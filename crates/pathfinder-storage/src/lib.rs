//! PathFinder Storage - Storage backends for the weighted graph
//!
//! This crate provides the backends that persist nodes and edges, plus the
//! idempotent CSV seed loader.

#![allow(clippy::result_large_err)]

pub mod error;
pub mod seed;
pub mod traits;

#[cfg(feature = "redb")]
pub mod redb;

#[cfg(feature = "sqlite")]
pub mod sqlite;

pub mod memory;

pub use error::{StorageError, StorageResult};
pub use seed::{load_edges_csv, load_nodes_csv, load_seed, SeedReport};
pub use traits::StorageBackend;

#[cfg(feature = "redb")]
pub use redb::RedbStorage;

#[cfg(feature = "sqlite")]
pub use sqlite::SqliteStorage;

pub use memory::MemoryStorage;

TASK INSTRUCTIONS: Output the full listing. Match it exactly.

EXERCISE RESPONSE:
filename crates/pathfinder-storage/src/lib.rs
//! PathFinder Storage - Storage backends for the weighted graph
//!
//! This crate provides the backends that persist nodes and edges, plus the
//! idempotent CSV seed loader.

#![allow(clippy::result_large_err)]

pub mod error;
pub mod seed;
pub mod traits;

#[cfg(feature = "redb")]
pub mod redb;

#[cfg(feature = "sqlite")]
pub mod sqlite;

pub mod memory;

pub use error::{StorageError, StorageResult};
pub use seed::{load_edges_csv, load_nodes_csv, load_seed, SeedReport};
pub use traits::StorageBackend;

#[cfg(feature = "redb")]
pub use redb::RedbStorage;

#[cfg(feature = "sqlite")]
pub use sqlite::SqliteStorage;

pub use memory::MemoryStorage;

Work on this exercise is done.